Hospital fund-raising has become a real family affair

Nicola Thomas with Oliver, two, Kirsty Dawber, Evie Lloyd, eight, Jayne Clark, Lindibeth Lloyd with son James, 15-months-old, and Danielle Thomas
Nicola Thomas with Oliver, two, Kirsty Dawber, Evie Lloyd, eight, Jayne Clark, Lindibeth Lloyd with son James, 15-months-old, and Danielle Thomas

Fund-raising is definitely a family affair for two generous Wiganers supporting the hospital unit which looked after two babies when they had a very difficult start to life.

Lindibeth Lloyd and Nicola Thomas have organised a half-marathon walk to raise money for the neo-natal unit at Wigan Infirmary through the hospital trust’s official charity Three Wishes.

Both are extremely grateful to the staff there as Nicola’s son Oliver was born with Down’s Syndrome and was not breathing when he was delivered and Lindibeth’s son James was six weeks premature and ended up in a battle with meningitis.

The duo have now decided to embark on a major fund-raising programme to help the neo-natal unit and are starting out with a 13.1-mile walk in the borough next month after Lindibeth came up with the idea.

As they are from a big family they have got no fewer than 15 relatives to take on the route and hold collection buckets along the way.

Spring View resident Lindibeth, 25, said: “Without the neo-natal unit we wouldn’t have our children. We can’t say thank you enough.

“What we can do is raise a lot of money to help them do what they did for our children for many other families.

“We’re holding our first fund-raising event on November 17. That is World Prematurity Day so we thought it would be appropriate. The majority of the babies they care for in the neo-natal unit are born premature.”

Nicola, whose partner is Lindibeth’s cousin, was the first to experience the dedication and skill of the neo-natal team in February 2017 when Oliver, who is now two and a half, was born.

Nicola, 40, said: “Oliver was born with Down’s Syndrome and I didn’t know that until he had breathing problems when he was born.

“He was rushed straight to the neo-natal unit. They saved his life, basically.

“He had to be on oxygen for eight months. He was in the unit for a few weeks but then he still needed months and months of care at home. The nurses came out to see me.

“They were so lovely and helpful. I was a mum anyway but having a child with disabilities was daunting.

“If it wasn’t for them I don’t know how I would have coped with the first few weeks of his life.

“You don’t always know what’s going on when you’re in there but the staff are there to ground you and explain everything to you.

“When you think you can’t go on another day they do and they are there.”

Around a year later Lindibeth also ended up in the neo-natal unit when her son James, who is now 15 months and named after his mum’s 91-year-old grandfather, made an unexpected and dramatic early entrance into the world.

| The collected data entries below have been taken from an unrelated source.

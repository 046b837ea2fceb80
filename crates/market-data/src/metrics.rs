//! Derived metrics computed from paired price points.

use rust_decimal::{Decimal, RoundingStrategy};

use crate::errors::MarketDataError;

/// Fixed precision for every derived percentage.
pub const PCT_SCALE: u32 = 4;

/// Percentage change from `prior` to `current`.
///
/// Computed as `(current - prior) / prior * 100` and rounded half-up to
/// [`PCT_SCALE`] decimal places. The result always carries exactly four
/// fractional digits, so `150` against `100` renders as `50.0000`.
///
/// # Errors
///
/// Returns [`MarketDataError::Computation`] when `prior` is zero or the
/// arithmetic overflows.
///
/// # Examples
///
/// ```
/// use marketsync_market_data::metrics::pct_change;
/// use rust_decimal::Decimal;
///
/// let change = pct_change(Decimal::from(150), Decimal::from(100)).unwrap();
/// assert_eq!(change.to_string(), "50.0000");
/// ```
pub fn pct_change(current: Decimal, prior: Decimal) -> Result<Decimal, MarketDataError> {
    if prior.is_zero() {
        return Err(MarketDataError::Computation(format!(
            "cannot compute change from a zero prior value (current = {})",
            current
        )));
    }

    let mut change = current
        .checked_sub(prior)
        .and_then(|delta| delta.checked_div(prior))
        .and_then(|ratio| ratio.checked_mul(Decimal::ONE_HUNDRED))
        .ok_or_else(|| {
            MarketDataError::Computation(format!(
                "overflow computing change from {} to {}",
                prior, current
            ))
        })?
        .round_dp_with_strategy(PCT_SCALE, RoundingStrategy::MidpointAwayFromZero);

    change.rescale(PCT_SCALE);
    Ok(change)
}

#[cfg(test)]
mod tests {
    use super::*;
    use rust_decimal_macros::dec;

    #[test]
    fn test_pct_change_gain() {
        let change = pct_change(dec!(150.00), dec!(100.00)).unwrap();
        assert_eq!(change, dec!(50.0000));
        assert_eq!(change.to_string(), "50.0000");
    }

    #[test]
    fn test_pct_change_loss() {
        let change = pct_change(dec!(90), dec!(120)).unwrap();
        assert_eq!(change.to_string(), "-25.0000");
    }

    #[test]
    fn test_pct_change_unchanged() {
        let change = pct_change(dec!(42.5), dec!(42.5)).unwrap();
        assert_eq!(change.to_string(), "0.0000");
    }

    #[test]
    fn test_pct_change_rounds_half_up() {
        // 1/3 * 100 = 33.3333...
        assert_eq!(pct_change(dec!(4), dec!(3)).unwrap(), dec!(33.3333));
        // 2/3 * 100 = 66.6666... rounds up
        assert_eq!(pct_change(dec!(5), dec!(3)).unwrap(), dec!(66.6667));
        assert_eq!(pct_change(dec!(1.000125), dec!(1)).unwrap(), dec!(0.0125));
        // 0.00015 and 0.00005 sit exactly on the midpoint
        assert_eq!(pct_change(dec!(1.0000015), dec!(1)).unwrap(), dec!(0.0002));
        assert_eq!(pct_change(dec!(1.0000005), dec!(1)).unwrap(), dec!(0.0001));
    }

    #[test]
    fn test_pct_change_negative_midpoint_rounds_away_from_zero() {
        assert_eq!(pct_change(dec!(0.9999995), dec!(1)).unwrap(), dec!(-0.0001));
    }

    #[test]
    fn test_pct_change_is_deterministic() {
        let first = pct_change(dec!(187.4412), dec!(181.0921)).unwrap();
        for _ in 0..10 {
            assert_eq!(pct_change(dec!(187.4412), dec!(181.0921)).unwrap(), first);
        }
        assert_eq!(first, dec!(3.5060));
    }

    #[test]
    fn test_pct_change_zero_prior_is_computation_error() {
        let err = pct_change(dec!(150), Decimal::ZERO).unwrap_err();
        assert!(matches!(err, MarketDataError::Computation(_)));
    }

    #[test]
    fn test_pct_change_overflow_is_computation_error() {
        let err = pct_change(Decimal::MAX, dec!(-1)).unwrap_err();
        assert!(matches!(err, MarketDataError::Computation(_)));
    }
}
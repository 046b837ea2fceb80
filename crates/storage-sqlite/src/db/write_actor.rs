use super::DbPool;
use crate::errors::StorageError;
use diesel::SqliteConnection;
use log::error;
use marketsync_core::errors::{DatabaseError, Error, Result};
use std::any::Any;
use tokio::sync::{mpsc, oneshot};

// A job receives the writer's connection and returns a core Result.
type Job<T> = Box<dyn FnOnce(&mut SqliteConnection) -> Result<T> + Send + 'static>;

type ErasedJob = Job<Box<dyn Any + Send + 'static>>;
type ErasedReply = oneshot::Sender<Result<Box<dyn Any + Send + 'static>>>;

/// Handle for sending jobs to the writer actor.
#[derive(Clone)]
pub struct WriteHandle {
    // Each job is a boxed closure with a oneshot sender for the reply.
    // The return type is erased through Box<dyn Any + Send>.
    tx: mpsc::Sender<(ErasedJob, ErasedReply)>,
}

fn writer_gone() -> Error {
    Error::Database(DatabaseError::Internal(
        "database writer is not running".to_string(),
    ))
}

impl WriteHandle {
    /// Executes a database job on the writer actor's dedicated connection.
    ///
    /// The job runs inside an immediate transaction, so it is committed (and
    /// durable) by the time this returns `Ok`.
    pub async fn exec<F, T>(&self, job: F) -> Result<T>
    where
        F: FnOnce(&mut SqliteConnection) -> Result<T> + Send + 'static,
        T: Send + 'static + Any,
    {
        let (ret_tx, ret_rx) = oneshot::channel();

        self.tx
            .send((
                Box::new(move |c| job(c).map(|v| Box::new(v) as Box<dyn Any + Send>)),
                ret_tx,
            ))
            .await
            .map_err(|_| writer_gone())?;

        ret_rx.await.map_err(|_| writer_gone())?.and_then(|boxed| {
            boxed.downcast::<T>().map(|v| *v).map_err(|_| {
                Error::Database(DatabaseError::Internal(
                    "unexpected result type from database writer".to_string(),
                ))
            })
        })
    }
}

/// Spawns a background Tokio task that acts as a single writer to the database.
/// This actor owns one database connection from the pool and processes write jobs serially.
pub fn spawn_writer(pool: DbPool) -> WriteHandle {
    let (tx, mut rx) = mpsc::channel::<(ErasedJob, ErasedReply)>(1024);

    tokio::spawn(async move {
        // Held for the lifetime of the actor.
        let mut conn = match pool.get() {
            Ok(conn) => conn,
            Err(e) => {
                error!("Database writer could not acquire a connection: {}", e);
                let message = e.to_string();
                while let Some((_, reply_tx)) = rx.recv().await {
                    let _ = reply_tx.send(Err(Error::Database(DatabaseError::ConnectionFailed(
                        message.clone(),
                    ))));
                }
                return;
            }
        };

        while let Some((job, reply_tx)) = rx.recv().await {
            let result: Result<Box<dyn Any + Send + 'static>> = conn
                .immediate_transaction::<_, StorageError, _>(|c| job(c).map_err(StorageError::from))
                .map_err(|e: StorageError| e.into());

            // The caller may have gone away; nothing to do then.
            let _ = reply_tx.send(result);
        }
    });

    WriteHandle { tx }
}
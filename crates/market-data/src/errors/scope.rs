/// How far a failed fetch reaches within a refresh cycle.
///
/// Used by the orchestrator to decide what to skip after an adapter call fails.
///
/// # Behavior Summary
///
/// | Scope | Current symbol | Remaining symbols of the provider | Other provider |
/// |-------|----------------|-----------------------------------|----------------|
/// | `Metric` | Other fields still commit | Continue | Continue |
/// | `Symbol` | Skipped | Continue | Continue |
/// | `Provider` | Skipped | Skipped for this cycle | Continue |
#[derive(Clone, Copy, Debug, Eq, PartialEq)]
pub enum FailureScope {
    /// Only one derived metric is lost (e.g. a division by zero).
    /// The rest of the sample is still applied.
    Metric,

    /// The current symbol is skipped; the cycle moves on to the next one.
    Symbol,

    /// The provider signaled quota exhaustion.
    ///
    /// For a quota-constrained provider the rest of its phase is abandoned
    /// until the next cycle. Ungoverned providers downgrade this to `Symbol`.
    Provider,
}
//! CoinGecko crypto adapter.
//!
//! One call per coin against `/coins/{id}` returns the spot price together
//! with the 24h and 7d percentage changes, so no derivation is needed here.
//! The public API needs no key.

use async_trait::async_trait;
use chrono::{DateTime, Utc};
use log::{debug, warn};
use reqwest::{Client, StatusCode};
use rust_decimal::{Decimal, RoundingStrategy};
use serde_json::Value;
use std::time::Duration;

use crate::errors::MarketDataError;
use crate::metrics::PCT_SCALE;
use crate::models::QuoteSample;
use crate::provider::{parse_decimal, snippet, ProviderCapabilities, QuoteProvider};

const BASE_URL: &str = "https://api.coingecko.com/api/v3";
const PROVIDER_ID: &str = "COINGECKO";
const DEFAULT_TIMEOUT: Duration = Duration::from_secs(30);

/// Only the market block is needed; everything else is switched off.
const COIN_QUERY: &[(&str, &str)] = &[
    ("localization", "false"),
    ("tickers", "false"),
    ("market_data", "true"),
    ("community_data", "false"),
    ("developer_data", "false"),
];

pub struct CoinGeckoProvider {
    client: Client,
    base_url: String,
}

impl CoinGeckoProvider {
    pub fn new() -> Self {
        Self::with_timeout(DEFAULT_TIMEOUT)
    }

    /// Create a provider with a custom request timeout.
    pub fn with_timeout(timeout: Duration) -> Self {
        Self::with_options(BASE_URL.to_string(), timeout)
    }

    /// Create a provider against a custom endpoint with a custom request timeout.
    pub fn with_options(base_url: String, timeout: Duration) -> Self {
        let client = Client::builder()
            .timeout(timeout)
            .build()
            .unwrap_or_else(|_| Client::new());

        Self { client, base_url }
    }

    /// Map a non-success status to an error. 429 is the only status that
    /// means the provider wants us to back off.
    fn check_status(status: StatusCode, coin_id: &str) -> Result<(), MarketDataError> {
        if status.is_success() {
            return Ok(());
        }

        match status {
            StatusCode::TOO_MANY_REQUESTS => {
                warn!("CoinGecko rate limit hit for {}", coin_id);
                Err(MarketDataError::RateLimited {
                    provider: PROVIDER_ID.to_string(),
                })
            }
            StatusCode::NOT_FOUND => Err(MarketDataError::no_data(PROVIDER_ID, coin_id)),
            _ => Err(MarketDataError::transport(
                PROVIDER_ID,
                format!("HTTP {}", status),
            )),
        }
    }

    /// Read a JSON number (or numeric string) as a decimal.
    fn as_decimal(value: Option<&Value>) -> Option<Decimal> {
        match value? {
            Value::Number(n) => parse_decimal(&n.to_string()),
            Value::String(s) => parse_decimal(s),
            _ => None,
        }
    }

    fn usd(market_data: &Value, field: &str) -> Option<Decimal> {
        Self::as_decimal(market_data.get(field).and_then(|v| v.get("usd")))
    }

    fn round_pct(value: Decimal) -> Decimal {
        let mut rounded =
            value.round_dp_with_strategy(PCT_SCALE, RoundingStrategy::MidpointAwayFromZero);
        rounded.rescale(PCT_SCALE);
        rounded
    }

    /// Turn a `/coins/{id}` body into a sample.
    fn parse_coin(
        coin_id: &str,
        body: &str,
        fetched_at: DateTime<Utc>,
    ) -> Result<QuoteSample, MarketDataError> {
        let json: Value = serde_json::from_str(body).map_err(|e| {
            MarketDataError::malformed(PROVIDER_ID, format!("Failed to parse response: {}", e))
        })?;

        let Some(market_data) = json.get("market_data").filter(|v| v.is_object()) else {
            warn!(
                "No market data found for crypto: {}. Response: {}",
                coin_id,
                snippet(body)
            );
            return Err(MarketDataError::no_data(PROVIDER_ID, coin_id));
        };

        let Some(price) = Self::usd(market_data, "current_price") else {
            warn!("No USD price found for crypto: {}", coin_id);
            return Err(MarketDataError::no_data(PROVIDER_ID, coin_id));
        };

        let mut sample = QuoteSample::new(fetched_at, price, PROVIDER_ID).with_range(
            Self::usd(market_data, "high_24h"),
            Self::usd(market_data, "low_24h"),
            Self::usd(market_data, "total_volume"),
        );
        sample.daily_change_pct =
            Self::as_decimal(market_data.get("price_change_percentage_24h")).map(Self::round_pct);
        sample.weekly_change_pct =
            Self::as_decimal(market_data.get("price_change_percentage_7d")).map(Self::round_pct);

        Ok(sample)
    }
}

impl Default for CoinGeckoProvider {
    fn default() -> Self {
        Self::new()
    }
}

#[async_trait]
impl QuoteProvider for CoinGeckoProvider {
    fn id(&self) -> &'static str {
        PROVIDER_ID
    }

    fn capabilities(&self) -> ProviderCapabilities {
        ProviderCapabilities {
            quota_constrained: false,
            includes_weekly_change: true,
        }
    }

    async fn fetch_quote(&self, coin_id: &str) -> Result<QuoteSample, MarketDataError> {
        let url = format!("{}/coins/{}", self.base_url, coin_id);
        let url = reqwest::Url::parse_with_params(&url, COIN_QUERY).map_err(|e| {
            MarketDataError::transport(PROVIDER_ID, format!("Failed to build URL: {}", e))
        })?;

        debug!("Fetching crypto data for {}", coin_id);

        let response = self.client.get(url).send().await.map_err(|e| {
            if e.is_timeout() {
                MarketDataError::transport(PROVIDER_ID, "request timed out")
            } else {
                MarketDataError::transport(PROVIDER_ID, e.to_string())
            }
        })?;

        Self::check_status(response.status(), coin_id)?;

        let body = response
            .text()
            .await
            .map_err(|e| MarketDataError::transport(PROVIDER_ID, e.to_string()))?;

        Self::parse_coin(coin_id, &body, Utc::now())
    }
}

A new mum at the time, she ended up confronting something close to every parent’s worse nightmare as he began life fighting a potentially-lethal illness.

Lindibeth said: “I went into labour at my babyshower and he was born six weeks premature.

“He was rushed straight from delivery to the unit and put on an incubator.

“He was really poorly for the first week of his life and they didn’t know what was wrong with him. He had a sky-high temperature and was crying all day every day.

“They did a couple of lumbar punctures on him and found out he had meningitis. That was at six days old.

“When the doctor came in to tell me the diagnosis it was the early hours of the morning, I was a first-time mother and I was on my own.

“It was horrible, my world came crashing down. You hear the word meningitis and you automatically think the worst. But the nurses were there and they calmed me down, reassured me and put me back together.

“He was then on really strong antibiotics on a drip for three weeks. He had to have a different cannula pretty much every day because he was so small.

They had to keep him topped up with milk through a tube in his stomach.

“It was very difficult, but the staff were able to deal with me being stressed and really anxious every day while also doing their job of caring for the babies.”

Both Lindibeth and Nicola highly praised one particular staff member, Dr Christos Zippitis, for the way he helped in both James and Oliver’s care.

Nicola also stayed in the family room on the unit, which enables new mums to be with their children overnight in a home-like environment while still having the expert nurses on call should they be needed.

Lindibeth and Nicola said they launched their fund-raising campaign after finding out the neo-natal unit was in need of cash to ensure the staff have up-to-date technology.

Lindibeth said: “It is coming up to 15 years that the unit has been open so a lot of the equipment they use is coming to the end of its life span.

“The nurses told me they were particularly looking for cot warmers for the babies and also apnea monitors. They have an alarm which goes off if the baby doesn’t breathe for 20 seconds.”

They are starting their fund-raising with the walk on the evening of November 17, although the route is yet to be finalised.

As Lindibeth and Nicola come from a family of entertainers they are also hoping to put on a big annual fund-raiser for the hospital charity.